[Items from a data source]

==*==

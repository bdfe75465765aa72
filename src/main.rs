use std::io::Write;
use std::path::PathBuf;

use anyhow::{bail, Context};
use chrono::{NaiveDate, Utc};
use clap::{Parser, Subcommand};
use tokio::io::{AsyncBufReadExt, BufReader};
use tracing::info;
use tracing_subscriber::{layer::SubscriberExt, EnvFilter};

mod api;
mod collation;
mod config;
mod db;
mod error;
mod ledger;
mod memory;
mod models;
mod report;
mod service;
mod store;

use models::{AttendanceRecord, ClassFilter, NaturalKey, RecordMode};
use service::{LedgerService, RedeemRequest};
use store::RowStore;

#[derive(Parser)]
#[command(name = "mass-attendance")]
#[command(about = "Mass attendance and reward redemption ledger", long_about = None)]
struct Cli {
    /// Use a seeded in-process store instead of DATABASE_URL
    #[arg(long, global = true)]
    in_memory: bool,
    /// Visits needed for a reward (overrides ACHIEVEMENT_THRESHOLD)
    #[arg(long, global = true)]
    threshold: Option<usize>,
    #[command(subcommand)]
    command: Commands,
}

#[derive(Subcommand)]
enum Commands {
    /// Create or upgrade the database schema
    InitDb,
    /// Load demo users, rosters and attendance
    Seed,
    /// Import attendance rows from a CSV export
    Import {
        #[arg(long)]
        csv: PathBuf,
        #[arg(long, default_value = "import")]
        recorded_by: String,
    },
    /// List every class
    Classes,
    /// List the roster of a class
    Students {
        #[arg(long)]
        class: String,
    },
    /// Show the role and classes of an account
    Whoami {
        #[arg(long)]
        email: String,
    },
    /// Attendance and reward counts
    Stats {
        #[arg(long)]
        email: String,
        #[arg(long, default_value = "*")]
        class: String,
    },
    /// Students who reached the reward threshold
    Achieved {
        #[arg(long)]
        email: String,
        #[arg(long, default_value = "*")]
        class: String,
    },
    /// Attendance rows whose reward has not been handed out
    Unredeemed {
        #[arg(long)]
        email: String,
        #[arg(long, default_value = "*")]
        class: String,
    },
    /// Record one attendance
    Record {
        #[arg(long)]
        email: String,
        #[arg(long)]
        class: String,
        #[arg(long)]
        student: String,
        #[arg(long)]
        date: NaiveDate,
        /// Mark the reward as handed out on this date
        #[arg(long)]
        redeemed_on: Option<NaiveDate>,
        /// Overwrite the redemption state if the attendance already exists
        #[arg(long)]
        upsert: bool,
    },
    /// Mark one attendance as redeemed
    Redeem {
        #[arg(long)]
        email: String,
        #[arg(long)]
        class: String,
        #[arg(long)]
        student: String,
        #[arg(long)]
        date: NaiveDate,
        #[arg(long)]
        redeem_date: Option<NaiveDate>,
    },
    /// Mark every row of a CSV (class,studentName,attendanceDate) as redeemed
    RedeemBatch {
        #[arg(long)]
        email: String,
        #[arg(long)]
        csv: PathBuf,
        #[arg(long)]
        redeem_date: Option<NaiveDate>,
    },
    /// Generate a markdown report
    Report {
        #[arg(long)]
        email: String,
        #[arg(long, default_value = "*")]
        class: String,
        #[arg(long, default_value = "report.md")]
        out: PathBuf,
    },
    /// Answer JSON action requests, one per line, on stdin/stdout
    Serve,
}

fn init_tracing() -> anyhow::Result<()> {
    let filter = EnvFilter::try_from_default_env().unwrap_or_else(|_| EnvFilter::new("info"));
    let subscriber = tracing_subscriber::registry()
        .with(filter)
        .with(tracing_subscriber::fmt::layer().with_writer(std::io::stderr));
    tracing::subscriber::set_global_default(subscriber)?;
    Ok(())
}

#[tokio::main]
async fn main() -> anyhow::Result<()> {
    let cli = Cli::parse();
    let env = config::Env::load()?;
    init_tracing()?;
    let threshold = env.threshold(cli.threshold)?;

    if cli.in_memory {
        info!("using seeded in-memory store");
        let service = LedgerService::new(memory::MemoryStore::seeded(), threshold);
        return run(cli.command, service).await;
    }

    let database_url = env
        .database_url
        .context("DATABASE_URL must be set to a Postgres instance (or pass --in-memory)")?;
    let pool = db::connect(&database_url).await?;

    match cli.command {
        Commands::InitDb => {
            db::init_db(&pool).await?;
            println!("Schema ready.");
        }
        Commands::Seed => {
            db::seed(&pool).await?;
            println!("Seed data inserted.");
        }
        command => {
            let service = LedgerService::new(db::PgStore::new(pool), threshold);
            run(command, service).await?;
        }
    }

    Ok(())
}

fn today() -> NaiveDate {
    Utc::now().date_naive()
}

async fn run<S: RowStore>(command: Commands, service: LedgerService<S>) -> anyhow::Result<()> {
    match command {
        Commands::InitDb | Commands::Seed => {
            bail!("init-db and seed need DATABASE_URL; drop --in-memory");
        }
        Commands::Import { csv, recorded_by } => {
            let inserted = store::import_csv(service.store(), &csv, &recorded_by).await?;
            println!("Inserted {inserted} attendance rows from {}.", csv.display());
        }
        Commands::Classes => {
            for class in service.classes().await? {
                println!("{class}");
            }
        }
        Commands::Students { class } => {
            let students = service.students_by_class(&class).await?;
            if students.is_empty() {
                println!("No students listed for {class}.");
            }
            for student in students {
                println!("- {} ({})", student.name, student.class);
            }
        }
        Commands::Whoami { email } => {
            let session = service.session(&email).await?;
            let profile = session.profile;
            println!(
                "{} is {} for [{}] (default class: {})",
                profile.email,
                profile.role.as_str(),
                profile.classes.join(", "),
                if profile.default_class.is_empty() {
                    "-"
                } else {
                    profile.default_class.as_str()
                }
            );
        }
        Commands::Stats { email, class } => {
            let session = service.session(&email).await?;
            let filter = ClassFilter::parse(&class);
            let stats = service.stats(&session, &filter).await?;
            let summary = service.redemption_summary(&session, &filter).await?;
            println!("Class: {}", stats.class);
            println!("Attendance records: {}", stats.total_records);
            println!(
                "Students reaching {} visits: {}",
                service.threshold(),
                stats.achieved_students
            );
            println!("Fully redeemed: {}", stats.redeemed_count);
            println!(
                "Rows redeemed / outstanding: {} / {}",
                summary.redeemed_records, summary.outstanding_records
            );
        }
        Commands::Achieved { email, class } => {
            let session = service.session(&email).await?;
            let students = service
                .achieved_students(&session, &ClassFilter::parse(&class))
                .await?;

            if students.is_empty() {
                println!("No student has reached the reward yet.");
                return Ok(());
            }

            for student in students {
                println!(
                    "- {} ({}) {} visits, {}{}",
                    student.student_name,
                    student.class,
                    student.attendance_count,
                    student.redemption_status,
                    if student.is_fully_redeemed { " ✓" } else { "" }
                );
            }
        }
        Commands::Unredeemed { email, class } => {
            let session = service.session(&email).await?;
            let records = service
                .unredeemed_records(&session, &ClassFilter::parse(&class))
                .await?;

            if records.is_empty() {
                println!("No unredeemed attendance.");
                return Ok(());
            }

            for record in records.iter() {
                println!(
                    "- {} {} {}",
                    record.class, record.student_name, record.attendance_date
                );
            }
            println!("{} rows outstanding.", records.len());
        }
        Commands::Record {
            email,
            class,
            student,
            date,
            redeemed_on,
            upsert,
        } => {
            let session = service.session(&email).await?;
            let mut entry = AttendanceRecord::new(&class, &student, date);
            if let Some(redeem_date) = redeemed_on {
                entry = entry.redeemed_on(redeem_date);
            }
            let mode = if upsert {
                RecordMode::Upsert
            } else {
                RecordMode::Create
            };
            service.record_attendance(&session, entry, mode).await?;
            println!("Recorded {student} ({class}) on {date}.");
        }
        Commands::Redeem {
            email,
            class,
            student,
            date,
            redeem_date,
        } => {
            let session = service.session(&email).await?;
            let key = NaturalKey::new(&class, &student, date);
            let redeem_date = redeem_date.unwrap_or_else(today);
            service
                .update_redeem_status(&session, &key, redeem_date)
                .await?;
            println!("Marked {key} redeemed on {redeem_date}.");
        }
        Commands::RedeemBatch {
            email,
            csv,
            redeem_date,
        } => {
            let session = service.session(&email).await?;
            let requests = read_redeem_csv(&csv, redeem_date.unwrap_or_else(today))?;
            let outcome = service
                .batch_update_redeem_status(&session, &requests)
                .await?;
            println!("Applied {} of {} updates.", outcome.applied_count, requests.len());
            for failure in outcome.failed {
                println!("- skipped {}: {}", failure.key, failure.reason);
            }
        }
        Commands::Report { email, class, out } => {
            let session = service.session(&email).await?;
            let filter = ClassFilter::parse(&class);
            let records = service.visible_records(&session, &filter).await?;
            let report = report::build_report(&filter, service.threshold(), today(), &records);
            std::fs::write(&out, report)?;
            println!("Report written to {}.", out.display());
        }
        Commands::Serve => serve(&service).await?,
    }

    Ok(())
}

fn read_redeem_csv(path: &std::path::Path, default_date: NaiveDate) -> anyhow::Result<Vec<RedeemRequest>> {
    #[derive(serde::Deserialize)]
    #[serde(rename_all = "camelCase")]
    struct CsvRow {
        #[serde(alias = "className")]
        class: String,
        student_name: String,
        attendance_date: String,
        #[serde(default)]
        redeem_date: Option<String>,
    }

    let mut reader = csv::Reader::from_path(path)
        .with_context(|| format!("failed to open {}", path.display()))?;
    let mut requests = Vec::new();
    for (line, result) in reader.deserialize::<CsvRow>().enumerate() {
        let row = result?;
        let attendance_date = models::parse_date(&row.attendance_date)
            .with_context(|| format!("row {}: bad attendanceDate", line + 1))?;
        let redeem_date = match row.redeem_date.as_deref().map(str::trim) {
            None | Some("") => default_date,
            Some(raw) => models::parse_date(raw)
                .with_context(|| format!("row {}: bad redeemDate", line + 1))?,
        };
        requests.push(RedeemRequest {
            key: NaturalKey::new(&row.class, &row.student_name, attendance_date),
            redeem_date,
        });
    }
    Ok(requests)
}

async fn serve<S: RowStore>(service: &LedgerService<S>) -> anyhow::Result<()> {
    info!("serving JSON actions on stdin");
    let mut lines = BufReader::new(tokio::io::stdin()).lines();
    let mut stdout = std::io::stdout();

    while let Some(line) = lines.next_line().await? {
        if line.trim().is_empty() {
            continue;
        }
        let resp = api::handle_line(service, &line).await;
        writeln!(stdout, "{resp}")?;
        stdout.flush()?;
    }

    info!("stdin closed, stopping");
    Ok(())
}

==*==

Collect every line above that contains the word "handed".

    /// Attendance rows whose reward has not been handed out
        /// Mark the reward as handed out on this date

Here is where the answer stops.